Come riferito in premessa, il Consiglio sanita­rio nazionale si è pronunciato favorevolmente, con risoluzioni n. 1 e 3 del 1992, sui documenti predisposti dal "Gruppo di Lavoro Anziani", ri­guardanti specifici temi del progetto-obiettivo: l'assistenza domiciliare integrata, le residenze sanitarie assistenziali, l’informazione-formazio­ne finalizzata all'educazione sanitaria e alla pro­mozione della salute, strumenti e modalità di controllo della qualità dei servizi e delle presta­zioni agli anziani, l'assistenza odontoiatrica e odontoprotesica.

Tali risoluzioni attribuiscono alle indicazioni del citato Gruppo di Lavoro la connotazione di linee di indirizzo alle Regioni e alle USL da se­guire in sede di realizzazione del progetto-obiet­tivo e delle risoluzioni parlamentari.
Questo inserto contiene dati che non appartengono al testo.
//! Deterministic per-user display colors.
//!
//! Peers must agree on a user's color without coordinating, so the color
//! is a pure function of the user id: an FNV-1a hash reduced modulo a
//! fixed palette. Stable across sessions, collision-tolerant by design of
//! the palette size.

/// Display color palette. Mid-saturation tones that stay readable as
/// cursor and avatar colors on both light and dark themes.
pub const PALETTE: [&str; 12] = [
    "#e57373", "#f06292", "#ba68c8", "#9575cd", "#7986cb", "#64b5f6",
    "#4fc3f7", "#4db6ac", "#81c784", "#dce775", "#ffb74d", "#a1887f",
];

const FNV_OFFSET_BASIS: u64 = 0xcbf2_9ce4_8422_2325;
const FNV_PRIME: u64 = 0x0000_0100_0000_01b3;

fn fnv1a(input: &str) -> u64 {
    let mut hash = FNV_OFFSET_BASIS;
    for byte in input.as_bytes() {
        hash ^= u64::from(*byte);
        hash = hash.wrapping_mul(FNV_PRIME);
    }
    hash
}

/// Pick the display color for a user id.
#[must_use]
pub fn color_for_user(user_id: &str) -> &'static str {
    let index = (fnv1a(user_id) % PALETTE.len() as u64) as usize;
    PALETTE[index]
}

#[cfg(test)]
mod tests {
    use super::*;

    #[test]
    fn test_color_is_deterministic() {
        assert_eq!(color_for_user("ada"), color_for_user("ada"));
        assert_eq!(color_for_user(""), color_for_user(""));
    }

    #[test]
    fn test_color_is_from_palette() {
        for user in ["ada", "ben", "carol", "a-very-long-user-identifier"] {
            assert!(PALETTE.contains(&color_for_user(user)));
        }
    }

    #[test]
    fn test_distinct_users_spread_over_palette() {
        // Not a collision-freedom guarantee, just a sanity check that the
        // hash actually varies.
        let colors: std::collections::HashSet<_> =
            (0..32).map(|i| color_for_user(&format!("user-{i}"))).collect();
        assert!(colors.len() > 1);
    }
}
Nel rinviare ai documenti stessi e alle risolu­zioni del C.S.N. per i necessari approfondimenti, si sottolineano i seguenti aspetti ritenuti partico­larmente significativi:

- per quanto riguarda l'ammissione del pa­ziente alla Assistenza domiciliare integrata, il C.S.N. rilevando «una qualche diversità nel documento del Gruppo Anziani rispetto alle modalità previste nel progetto-obiettivo, ritiene che si possa «riconoscere un'articolazione dellI'UVG a livello di distretto, sia per tenere conto delle eventuali diverse normative regionali sia in relazione alla indicazione della Risoluzione par­lamentare», anche prevedendo a livello regiona­le «una disciplina transitoria che valga per tutte le realtà in cui i distretti non sono ancora ope­ranti»;

- sui rapporti delle RSA con gli altri servizi, il C.S.N. raccomanda «la collaborazione in rete di particolari servizi ospedalieri, quali ad es. la spedalizzazione decentrata in RSA», i rapporti con l'ospedale stesso, oltre che l'inserimento del «possibile reticolo dì associazioni di volonta­riato e in genere di privato sociale che possono concorrere a favorire la socializzazione dell'an­ziano in RSA». Altre raccomandazioni vengono rivolte nella predisposizione delle scale di valu­tazione dell'autonomia/dipendenza. Viene an­che segnalata l'opportunità della partecipazione economica dell'anziano ospite nella RSA;

- sulla formazione, viene raccomandata la presenza di sociologi specialisti nei programmi dei corsi di qualificazione e formazione continua per formatori;

- sugli strumenti e sulle modalità di controllo sulla qualità dei servizi e delle prestazioni, viene

raccomandata dal C.S.N., in linea con le propo­ste del Gruppo di Lavoro Anziani, la vigilanza ed il controllo da parte delle sezioni provinciali del­le Organizzazioni sindacali e delle altre associa­zioni di volontariato sugli istituti di ricovero per anziani non autosufficienti, nonché la presenza di un sociologo e/o di un assistente sociale nei vari gruppi regionali di riferimento per le attività di VRQ in favore degli anziani ospitati nelle RSA;

- sull'assistenza odontoiatrica e protesica, in­fine, il C.S.N. propone che vengano seguite dalle Regioni e dalle USL, sempre come linee di indi­rizzo, le proposte formulate dal più volte citato Gruppo di Lavoro Anziani secondo le quali le protesi dentarie potrebbero esser erogate tra­mite convenzioni con laboratori odontotecnici secondo il sistema seguente: la USL tramite gli ambulatori a gestione diretta potrebbe provve­dere direttamente agli atti medico-specialistici necessari all'applicazione della protesi, mentre questa potrebbe essere fornita da un laborato­rio odontotecnico convenzionato, a prezzo pre­determinato a totale carico dell'utente che lo corrisponde direttamente al laboratorio.